//! Raw-source input/output
//!
//! The file side of the pipeline: archive extraction (zip or gzip),
//! reading every raw table in full before the pipeline starts, and writing
//! a conformed dataset back out. Nothing in here interprets values; cells stay strings
//! until the pipeline parses them.

use std::collections::BTreeMap;
use std::fs::{self, File};
use std::io::{BufReader, BufWriter};
use std::path::{Path, PathBuf};

use flate2::read::GzDecoder;
use log::{debug, info};
use serde::{Deserialize, Serialize};
use zip::ZipArchive;

use crate::dataset::PlantDataset;
use crate::error::LoadError;
use crate::stream::Stream;

/// Timestamp layout used when writing streams.
pub const EXPORT_TIME_FORMAT: &str = "%Y-%m-%d %H:%M:%S";

/// A delimited file read in full: headers plus string cells.
#[derive(Debug, Clone, Default, PartialEq, Eq)]
pub struct RawTable {
    pub name: String,
    pub headers: Vec<String>,
    pub rows: Vec<Vec<String>>,
}

impl RawTable {
    /// Position of the first column with this header.
    pub fn column_index(&self, header: &str) -> Option<usize> {
        self.headers.iter().position(|h| h == header)
    }

    pub fn len(&self) -> usize {
        self.rows.len()
    }

    pub fn is_empty(&self) -> bool {
        self.rows.is_empty()
    }
}

/// Every raw input of one plant.
#[derive(Debug, Clone, Default, PartialEq, Eq)]
pub struct RawSources {
    /// Turbine SCADA, one row per entity per timestamp.
    pub scada: RawTable,
    /// Combined meter + curtailment feed, one row per plant timestamp.
    pub plant: RawTable,
    /// Reanalysis feeds keyed by product name.
    pub reanalysis: BTreeMap<String, RawTable>,
    /// Asset table, one row per entity.
    pub assets: RawTable,
}

/// File names of the raw inputs inside the data directory.
#[derive(Debug, Clone, PartialEq, Eq, Serialize, Deserialize)]
pub struct SourceFiles {
    pub scada: String,
    pub plant: String,
    #[serde(default)]
    pub reanalysis: BTreeMap<String, String>,
    pub assets: String,
}

impl Default for SourceFiles {
    fn default() -> Self {
        let mut reanalysis = BTreeMap::new();
        reanalysis.insert("era5".to_string(), "era5_wind_la_haute_borne.csv".to_string());
        reanalysis.insert("merra2".to_string(), "merra2_la_haute_borne.csv".to_string());
        Self {
            scada: "la-haute-borne-data-2014-2015.csv".to_string(),
            plant: "plant_data.csv".to_string(),
            reanalysis,
            assets: "la-haute-borne_asset_table.csv".to_string(),
        }
    }
}

/// Read a comma-delimited file fully into memory.
///
/// A UTF-8 byte-order mark on the first header is stripped and every cell
/// is trimmed.
pub fn read_table(path: impl AsRef<Path>) -> Result<RawTable, LoadError> {
    let path = path.as_ref();
    if !path.exists() {
        return Err(LoadError::MissingFile(path.display().to_string()));
    }

    let mut reader = csv::ReaderBuilder::new()
        .trim(csv::Trim::All)
        .flexible(true)
        .from_path(path)?;

    let headers: Vec<String> = reader
        .headers()?
        .iter()
        .enumerate()
        .map(|(i, h)| {
            if i == 0 {
                h.trim_start_matches('\u{feff}').to_string()
            } else {
                h.to_string()
            }
        })
        .collect();
    if headers.is_empty() || headers.iter().all(String::is_empty) {
        return Err(LoadError::EmptyTable(path.display().to_string()));
    }

    let mut rows = Vec::new();
    for result in reader.records() {
        let record = result?;
        rows.push(record.iter().map(str::to_string).collect());
    }

    let name = path
        .file_stem()
        .map(|s| s.to_string_lossy().into_owned())
        .unwrap_or_default();
    debug!("read {} rows x {} columns from {}", rows.len(), headers.len(), path.display());

    Ok(RawTable { name, headers, rows })
}

/// Default archive location for an extracted directory: `<target>.zip`.
pub fn default_archive(target: impl AsRef<Path>) -> PathBuf {
    target.as_ref().with_extension("zip")
}

/// Unpack the raw dataset once.
///
/// When `target` already exists nothing happens and `Ok(false)` is
/// returned. Otherwise `archive` is unpacked into `target`: a `.zip` file
/// is extracted as-is, a directory has every `*.gz` file in it
/// decompressed under its name without the suffix.
pub fn ensure_extracted(target: impl AsRef<Path>, archive: impl AsRef<Path>) -> Result<bool, LoadError> {
    let target = target.as_ref();
    let archive = archive.as_ref();
    if target.exists() {
        debug!("{} already extracted", target.display());
        return Ok(false);
    }
    if !archive.exists() {
        return Err(LoadError::MissingFile(archive.display().to_string()));
    }

    // extract next to the target first so a failed run leaves no half-filled directory
    let staging = target.with_extension("partial");
    if staging.exists() {
        fs::remove_dir_all(&staging)?;
    }
    fs::create_dir_all(&staging)?;

    let extracted = if archive.is_dir() {
        extract_gzip_members(archive, &staging)
    } else {
        extract_zip(archive, &staging)
    };
    let count = match extracted {
        Ok(count) => count,
        Err(e) => {
            fs::remove_dir_all(&staging)?;
            return Err(e);
        }
    };

    fs::rename(&staging, target)?;
    info!("extracted {} files into {}", count, target.display());
    Ok(true)
}

fn extract_zip(archive: &Path, staging: &Path) -> Result<usize, LoadError> {
    let mut zip = ZipArchive::new(BufReader::new(File::open(archive)?))?;
    let count = zip.len();
    zip.extract(staging)?;
    Ok(count)
}

fn extract_gzip_members(archive: &Path, staging: &Path) -> Result<usize, LoadError> {
    let mut members: Vec<PathBuf> = fs::read_dir(archive)?
        .filter_map(|entry| entry.ok().map(|e| e.path()))
        .filter(|p| p.extension().is_some_and(|ext| ext == "gz"))
        .collect();
    members.sort();

    for member in &members {
        let Some(stem) = member.file_stem() else {
            continue;
        };
        let mut decoder = GzDecoder::new(BufReader::new(File::open(member)?));
        let mut out = BufWriter::new(File::create(staging.join(stem))?);
        std::io::copy(&mut decoder, &mut out)?;
    }
    Ok(members.len())
}

/// Read every raw input listed in `files` from `dir`.
pub fn load_sources(dir: impl AsRef<Path>, files: &SourceFiles) -> Result<RawSources, LoadError> {
    let dir = dir.as_ref();

    let mut reanalysis = BTreeMap::new();
    for (product, file) in &files.reanalysis {
        reanalysis.insert(product.clone(), read_table(dir.join(file))?);
    }

    let sources = RawSources {
        scada: read_table(dir.join(&files.scada))?,
        plant: read_table(dir.join(&files.plant))?,
        reanalysis,
        assets: read_table(dir.join(&files.assets))?,
    };
    info!(
        "loaded {} scada rows, {} plant rows, {} reanalysis products, {} assets",
        sources.scada.len(),
        sources.plant.len(),
        sources.reanalysis.len(),
        sources.assets.len()
    );
    Ok(sources)
}

fn write_stream(stream: &Stream, path: &Path) -> Result<(), LoadError> {
    let mut writer = csv::Writer::from_path(path)?;

    let mut header = vec!["time".to_string()];
    if stream.is_keyed_by_entity() {
        header.push("asset_id".to_string());
    }
    header.extend(stream.fields().iter().map(|f| f.name.clone()));
    writer.write_record(&header)?;

    for record in stream.records() {
        let mut row = vec![record.timestamp.format(EXPORT_TIME_FORMAT).to_string()];
        if stream.is_keyed_by_entity() {
            row.push(record.entity.clone().unwrap_or_default());
        }
        row.extend(
            record
                .values
                .iter()
                .map(|v| v.map(|v| v.to_string()).unwrap_or_default()),
        );
        writer.write_record(&row)?;
    }

    writer.flush()?;
    Ok(())
}

/// Write the conformed dataset to `dir` as CSV files plus the quality report.
///
/// Returns the paths written.
pub fn export_dataset(dataset: &PlantDataset, dir: impl AsRef<Path>) -> Result<Vec<PathBuf>, LoadError> {
    let dir = dir.as_ref();
    fs::create_dir_all(dir)?;
    let mut written = Vec::new();

    let mut streams = vec![dataset.scada(), dataset.meter(), dataset.curtail()];
    streams.extend(dataset.reanalysis().values());
    for stream in streams {
        let path = dir.join(format!("{}.csv", stream.name()));
        write_stream(stream, &path)?;
        written.push(path);
    }

    let assets_path = dir.join("assets.csv");
    let mut writer = csv::Writer::from_path(&assets_path)?;
    for asset in dataset.assets().iter() {
        writer.serialize(asset)?;
    }
    writer.flush()?;
    written.push(assets_path);

    let report_path = dir.join("quality_report.json");
    serde_json::to_writer_pretty(BufWriter::new(File::create(&report_path)?), dataset.report())?;
    written.push(report_path);

    info!("exported {} files to {}", written.len(), dir.display());
    Ok(written)
}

________________

• [Task goal]: Output the material above exactly, but only from the line that carries "let mut members: Vec<PathBuf>" through the line that carries "let mut writer = csv::Writer::from_path(path)?;".

• [Solution for this problem]:
    let mut members: Vec<PathBuf> = fs::read_dir(archive)?
        .filter_map(|entry| entry.ok().map(|e| e.path()))
        .filter(|p| p.extension().is_some_and(|ext| ext == "gz"))
        .collect();
    members.sort();

    for member in &members {
        let Some(stem) = member.file_stem() else {
            continue;
        };
        let mut decoder = GzDecoder::new(BufReader::new(File::open(member)?));
        let mut out = BufWriter::new(File::create(staging.join(stem))?);
        std::io::copy(&mut decoder, &mut out)?;
    }
    Ok(members.len())
}

/// Read every raw input listed in `files` from `dir`.
pub fn load_sources(dir: impl AsRef<Path>, files: &SourceFiles) -> Result<RawSources, LoadError> {
    let dir = dir.as_ref();

    let mut reanalysis = BTreeMap::new();
    for (product, file) in &files.reanalysis {
        reanalysis.insert(product.clone(), read_table(dir.join(file))?);
    }

    let sources = RawSources {
        scada: read_table(dir.join(&files.scada))?,
        plant: read_table(dir.join(&files.plant))?,
        reanalysis,
        assets: read_table(dir.join(&files.assets))?,
    };
    info!(
        "loaded {} scada rows, {} plant rows, {} reanalysis products, {} assets",
        sources.scada.len(),
        sources.plant.len(),
        sources.reanalysis.len(),
        sources.assets.len()
    );
    Ok(sources)
}

fn write_stream(stream: &Stream, path: &Path) -> Result<(), LoadError> {
    let mut writer = csv::Writer::from_path(path)?;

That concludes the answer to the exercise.